Residential development can encroach upon airfields, both in noise complaints from homeowners and with safety issues, when people are living near the area where plane crashes are most likely to occur. Proponents of Fairchild cite “encroachment” as the No. 1 reason why air force bases nationwide get shut down during periodic federal evaluations.
But if I-933 passes, property owners surrounding Fairchild could file claims demanding the county either waive any regulations passed since 1996, or pay property owners for their lost value. This shows up I-933 for what it really is: legalized extortion on a massive scale. Spokane County taxpayers would have to choose between forking over hundreds of millions of dollars, or risk losing 5,500 jobs and the $1.2 billion Fairchild annually pumps into the local economy.

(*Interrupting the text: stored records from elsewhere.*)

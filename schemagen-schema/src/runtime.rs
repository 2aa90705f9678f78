//! Runtime accessor read by generated expand functions.
//!
//! Top-level expand functions take a [`ResourceData`]; nested ones take the
//! bare [`Value`] of one nested block. Both read missing keys as `Null`, which
//! the generated code turns into the field's default.

use serde::{Deserialize, Serialize};
use serde_json::{Map, Value};

static NULL: Value = Value::Null;

/// Generic key/value representation of one resource.
#[derive(Debug, Clone, Default, PartialEq, Serialize, Deserialize)]
#[serde(transparent)]
pub struct ResourceData {
    values: Map<String, Value>,
}

impl ResourceData {
    /// Creates resource data from a JSON object.
    #[must_use]
    pub fn new(values: Map<String, Value>) -> Self {
        Self { values }
    }

    /// Creates resource data from a JSON value.
    ///
    /// Returns `None` if the value is not an object.
    #[must_use]
    pub fn from_value(value: Value) -> Option<Self> {
        match value {
            Value::Object(values) => Some(Self { values }),
            _ => None,
        }
    }

    /// Returns the value stored under `key`, or `Null` if there is none.
    #[must_use]
    pub fn get(&self, key: &str) -> &Value {
        self.values.get(key).unwrap_or(&NULL)
    }

    /// Stores a value under `key`, returning the previous one.
    pub fn set(&mut self, key: impl Into<String>, value: impl Into<Value>) -> Option<Value> {
        self.values.insert(key.into(), value.into())
    }

    /// Returns true if a value is stored under `key`.
    #[must_use]
    pub fn contains(&self, key: &str) -> bool {
        self.values.contains_key(key)
    }

    /// Returns the underlying object.
    #[must_use]
    pub fn as_map(&self) -> &Map<String, Value> {
        &self.values
    }
}

impl From<Map<String, Value>> for ResourceData {
    fn from(values: Map<String, Value>) -> Self {
        Self::new(values)
    }
}

#[cfg(test)]
mod tests {
    use super::*;
    use serde_json::json;

    #[test]
    fn test_missing_key_reads_null() {
        let data = ResourceData::default();
        assert_eq!(data.get("absent"), &Value::Null);
        assert_eq!(data.get("absent")[0]["nested"], Value::Null);
        assert!(!data.contains("absent"));
    }

    #[test]
    fn test_from_value() {
        let data = ResourceData::from_value(json!({ "name": "dvs", "mtu": 9000 }))
            .expect("object value");
        assert_eq!(data.get("name").as_str(), Some("dvs"));
        assert_eq!(data.get("mtu").as_i64(), Some(9000));
        assert!(ResourceData::from_value(json!([1, 2])).is_none());
    }

    #[test]
    fn test_set_and_serialize() {
        let mut data = ResourceData::default();
        assert!(data.set("name", "dvs").is_none());
        assert_eq!(data.set("name", "vds"), Some(json!("dvs")));
        let text = serde_json::to_string(&data).expect("serialize");
        assert_eq!(text, r#"{"name":"vds"}"#);

        let back: ResourceData = serde_json::from_str(&text).expect("deserialize");
        assert_eq!(back, data);
        assert_eq!(back.as_map().len(), 1);
    }
}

According to Ed Neunherz, a retired air force officer and ex-chairman of the Spokane Regional Chamber Commerce’s armed services committee: “If encroachment is allowed to continue around Fairchild Air Force Base, the base will be closed and our region’s largest employer will go away.”

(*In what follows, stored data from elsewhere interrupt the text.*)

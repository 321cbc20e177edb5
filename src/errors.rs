use std::path::PathBuf;
use thiserror::Error;

#[derive(Error, Debug)]
pub enum BackupError {
    #[error("Source database unreadable at {path}: {reason}")]
    SourceUnreadable { path: PathBuf, reason: String },

    #[error("Snapshot copy failed: {reason}")]
    CopyFailed { reason: String },

    #[error("Failed to write archive {path}: {reason}")]
    ArchiveWriteFailed { path: PathBuf, reason: String },

    #[error("Failed to read asset file {path}: {reason}")]
    AssetReadFailed { path: PathBuf, reason: String },

    #[error("Archive verification failed: {0}")]
    VerificationFailed(String),

    #[error("Configuration error: {0}")]
    Config(String),
}

impl BackupError {
    pub fn source_unreadable(path: impl Into<PathBuf>, reason: impl ToString) -> Self {
        BackupError::SourceUnreadable {
            path: path.into(),
            reason: reason.to_string(),
        }
    }

    pub fn copy_failed(reason: impl ToString) -> Self {
        BackupError::CopyFailed {
            reason: reason.to_string(),
        }
    }

    pub fn archive_write_failed(path: impl Into<PathBuf>, reason: impl ToString) -> Self {
        BackupError::ArchiveWriteFailed {
            path: path.into(),
            reason: reason.to_string(),
        }
    }

    pub fn asset_read_failed(path: impl Into<PathBuf>, reason: impl ToString) -> Self {
        BackupError::AssetReadFailed {
            path: path.into(),
            reason: reason.to_string(),
        }
    }
}

pub type Result<T> = std::result::Result<T, BackupError>;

That’s the conclusion of military and civilian officials nationwide — residential encroachment on military bases leads to almost certain closure. And yet Rep. Cathy McMorris, who the Spokesman-Review congratulated for adding “a strong and helpful voice in protecting Fairchild through the last round of base closures,” has officially
Once again McMorris has embraced inflammatory right-wing rhetoric over sound government policy, and you’d think the Seattle Times and the S-R, which both oppose I-933, might hold her accountable. Eh… apparently not.
I’ve just been forwarded a piece from todays Whidbey New Times on this exact topic:
Since Whidbey Island Naval Air Station was placed on a base closure list in 1991, Oak Harbor and Island County officials have enacted a range of planning measures to protect the base and its long-term viability.

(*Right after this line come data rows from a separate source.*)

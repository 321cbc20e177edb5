// sqlite-backup/src/backup/naming.rs
use chrono::NaiveDateTime;

use crate::config::ArchiveFormat;

/// Highest numeric suffix tried when the plain archive name is already taken.
pub const MAX_COLLISION_SUFFIX: u32 = 99;

/// `backup_<YYYY-MM-DD>_<weekday>_<HH-MM-SS>`, zero padded so that a plain
/// string sort of a backup directory is chronological.
pub fn archive_stem(captured_at: &NaiveDateTime) -> String {
    format!("backup_{}", captured_at.format("%Y-%m-%d_%a_%H-%M-%S"))
}

/// Name for the given attempt. Attempt 0 is the plain name; later attempts
/// carry a two digit suffix, which still sorts after the plain name and
/// before the next second.
pub fn archive_file_name(captured_at: &NaiveDateTime, format: ArchiveFormat, attempt: u32) -> String {
    let stem = archive_stem(captured_at);
    if attempt == 0 {
        format!("{}.{}", stem, format.extension())
    } else {
        format!("{}_{:02}.{}", stem, attempt, format.extension())
    }
}

pub fn candidate_names(
    captured_at: &NaiveDateTime,
    format: ArchiveFormat,
) -> impl Iterator<Item = String> + '_ {
    (0..=MAX_COLLISION_SUFFIX).map(move |attempt| archive_file_name(captured_at, format, attempt))
}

But such past and future planning efforts could be undermined by Initiative 933, the sweeping property rights initiative that’s on the ballot next week.
“It would mean turning back the planning clock, and in my mind, we’ve done some really good planning,” Oak Harbor Mayor Patty Cohen said.
It’s an interesting article that gives a real-world example of the type of land-use restrictions we’re talking about, and how they potentially impact both the property owner and the community at large.